Greg Foster: Well, remember, people would be so shamed for like, ‘oh, did you just copy and paste this from online? You just copied–‘ or like, you know, ‘never copy and paste a bash script and then just run it in your terminal.’ And usually you wouldn’t. But then sometimes you still copy some gitfu because, like, no one can remember extreme git. And yeah, again, it feels like we’ve massively exacerbated this problem. And it’s tricky. It’s tricky ’cause these models are generally nice. You know, we all use Claude and ChatGPT, and stuff like that. And they’re trying, you know, they’re generally trying to do the right thing. They’re not malicious by any means, but I think it builds that false sense of confidence. It builds a little bit of gullibility on the hacking side. You know, it’s also just made the barrier to hacking way lower. I look at some of these recent hacks that have happened, and in the past, you had to be a pretty sophisticated software engineer to write a small script that can execute on a variety of different machines; you have no idea what the user system’s gonna be; it’s gonna search, it’s gonna find secrets and stuff. Now, it’s like a one-liner, and so we’re lowering the bar to shipping good, high-quality code. We’re also lowering the bar to shipping good, high-quality hacks. That’s an issue.

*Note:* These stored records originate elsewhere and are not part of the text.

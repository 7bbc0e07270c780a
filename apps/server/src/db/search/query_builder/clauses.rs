//! Typed query DSL clauses and their wire rendering.

use serde_json::{json, Map, Value as JsonValue};

use crate::db::search::params::SortDirection;

/// Field used as the per-document source of randomness for random sorting.
const RANDOM_SCORE_FIELD: &str = "_seq_no";

#[derive(Debug, Clone, PartialEq)]
pub enum Clause {
    MatchAll,
    Term {
        field: String,
        value: JsonValue,
    },
    Terms {
        field: String,
        values: Vec<JsonValue>,
    },
    /// Inclusive bounds.
    Range {
        field: String,
        gte: Option<JsonValue>,
        lte: Option<JsonValue>,
    },
    Exists {
        field: String,
    },
    /// `query_string` with AND as default operator and lenient parsing.
    QueryString {
        query: String,
        default_field: String,
    },
    Bool(BoolQuery),
    /// Replaces the score of every match with a seeded random value.
    RandomScore {
        query: Box<Clause>,
        seed: u64,
    },
}

impl Clause {
    pub fn term(field: impl Into<String>, value: impl Into<JsonValue>) -> Self {
        Self::Term {
            field: field.into(),
            value: value.into(),
        }
    }

    pub fn terms<I, V>(field: impl Into<String>, values: I) -> Self
    where
        I: IntoIterator<Item = V>,
        V: Into<JsonValue>,
    {
        Self::Terms {
            field: field.into(),
            values: values.into_iter().map(Into::into).collect(),
        }
    }

    pub fn exists(field: impl Into<String>) -> Self {
        Self::Exists {
            field: field.into(),
        }
    }

    pub fn lte(field: impl Into<String>, bound: impl Into<JsonValue>) -> Self {
        Self::Range {
            field: field.into(),
            gte: None,
            lte: Some(bound.into()),
        }
    }

    pub fn to_json(&self) -> JsonValue {
        match self {
            Self::MatchAll => json!({ "match_all": {} }),
            Self::Term { field, value } => json!({ "term": keyed(field, value.clone()) }),
            Self::Terms { field, values } => {
                json!({ "terms": keyed(field, JsonValue::Array(values.clone())) })
            }
            Self::Range { field, gte, lte } => {
                let mut bounds = Map::new();
                if let Some(gte) = gte {
                    bounds.insert("gte".to_string(), gte.clone());
                }
                if let Some(lte) = lte {
                    bounds.insert("lte".to_string(), lte.clone());
                }
                json!({ "range": keyed(field, JsonValue::Object(bounds)) })
            }
            Self::Exists { field } => json!({ "exists": { "field": field } }),
            Self::QueryString {
                query,
                default_field,
            } => json!({
                "query_string": {
                    "query": query,
                    "default_field": default_field,
                    "default_operator": "AND",
                    "lenient": true
                }
            }),
            Self::Bool(b) => json!({ "bool": b.to_json() }),
            Self::RandomScore { query, seed } => json!({
                "function_score": {
                    "query": query.to_json(),
                    "random_score": { "seed": seed, "field": RANDOM_SCORE_FIELD },
                    "boost_mode": "replace"
                }
            }),
        }
    }
}

fn keyed(key: &str, value: JsonValue) -> JsonValue {
    let mut map = Map::new();
    map.insert(key.to_string(), value);
    JsonValue::Object(map)
}

/// A `bool` query. Empty sections are omitted from the wire form.
#[derive(Debug, Clone, Default, PartialEq)]
pub struct BoolQuery {
    pub must: Vec<Clause>,
    pub filter: Vec<Clause>,
    pub should: Vec<Clause>,
    pub must_not: Vec<Clause>,
    pub minimum_should_match: Option<u32>,
}

impl BoolQuery {
    pub fn is_empty(&self) -> bool {
        self.must.is_empty()
            && self.filter.is_empty()
            && self.should.is_empty()
            && self.must_not.is_empty()
    }

    /// Any-of disjunction usable in a non-scoring context.
    pub fn any_of(clauses: Vec<Clause>) -> Self {
        Self {
            should: clauses,
            minimum_should_match: Some(1),
            ..Self::default()
        }
    }

    /// Wrap as a clause; an empty bool becomes `match_all`.
    pub fn into_clause(self) -> Clause {
        if self.is_empty() {
            Clause::MatchAll
        } else {
            Clause::Bool(self)
        }
    }

    pub fn to_json(&self) -> JsonValue {
        let mut map = Map::new();
        for (name, section) in [
            ("must", &self.must),
            ("filter", &self.filter),
            ("should", &self.should),
            ("must_not", &self.must_not),
        ] {
            if !section.is_empty() {
                map.insert(
                    name.to_string(),
                    JsonValue::Array(section.iter().map(Clause::to_json).collect()),
                );
            }
        }
        if let Some(n) = self.minimum_should_match {
            map.insert("minimum_should_match".to_string(), json!(n));
        }
        JsonValue::Object(map)
    }
}

#[derive(Debug, Clone, PartialEq)]
pub enum Aggregation {
    /// Bucketed term counts, named after the field.
    Terms { field: String, size: usize },
    /// min/max/avg/sum/count of a numeric or date field.
    Stats { field: String },
}

/// Prefix of stats aggregation names, keeping them apart from facet names.
pub const STATS_PREFIX: &str = "stats:";

impl Aggregation {
    pub fn name(&self) -> String {
        match self {
            Self::Terms { field, .. } => field.clone(),
            Self::Stats { field } => format!("{}{}", STATS_PREFIX, field),
        }
    }

    pub fn to_json(&self) -> JsonValue {
        match self {
            Self::Terms { field, size } => json!({ "terms": { "field": field, "size": size } }),
            Self::Stats { field } => json!({ "stats": { "field": field } }),
        }
    }
}

#[derive(Debug, Clone, PartialEq)]
pub enum SortKey {
    Field {
        field: String,
        direction: SortDirection,
    },
    /// Relevance (or the random score under a random sort), best first.
    Score,
}

impl SortKey {
    pub fn to_json(&self) -> JsonValue {
        match self {
            Self::Field { field, direction } => {
                keyed(field, json!({ "order": direction.as_str() }))
            }
            Self::Score => json!({ "_score": { "order": "desc" } }),
        }
    }
}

Ryan Donovan: Yeah. I mean, how do you protect against a prompt? With a security, you can look for patterns, you can look for code, you know, you’re not sanitizing inputs. That’s pretty easy to fix. Right? How do you do that for prompts? How do you sanitize your prompts?

Greg Foster: You know, I suspect it’s nearly impossible. I’m sure you can do a cat versus mouse game, so you can do a secondary LLM query to evaluate the first LLM query. We do this in evals a lot, a lot of state-of-the-art eval systems. Sometimes you’re lucky, and when you’re tuning an AI prompt, you can eval it against a deterministically positive or negative outcome. But a lot of the times, the response from an AI chatbot, you’re like, ‘it’s kind of good; it’s kind of bad.’ And one of the emergent patterns is to use an LLM as a judge of the quality. And so, I think you could take that back to prompt security and say, ‘okay, can you have a trusted LLM assessing these prompts?’ And honestly, in the case of these hacks, these prompts are egregious. If you or any LLM write this, you’re like, ‘okay, this is obviously trying to do something pretty evil.’ You could apply that layer of scrutiny, maybe don’t block it, but maybe you ask for a, ‘please type in your password,’ or ‘touch ID your laptop’ before we’re gonna kind of continue this pretty evil prompt. I can imagine bare minimum stuff like that. But the other frame you can apply to this is a frame that I think engineers are already pretty familiar with, which is sometimes you’re running untrusted code. Sometimes, whether you’re coding front-end and you have the dangerous escape brackets, whether you have user input that’s trying to SQL inject you, there’s already a variety of these cases where there’s some string that you kind of need to execute, but you really don’t trust it. Maybe you sanitize it, maybe you just put in a sandbox, maybe you’re just really careful with it. I think we’ll evolve to a world where if the prompt is not hard-coded in your system, if it’s a prompt that was created by some user input, then you gotta be really untrusting, really fast with that prompt.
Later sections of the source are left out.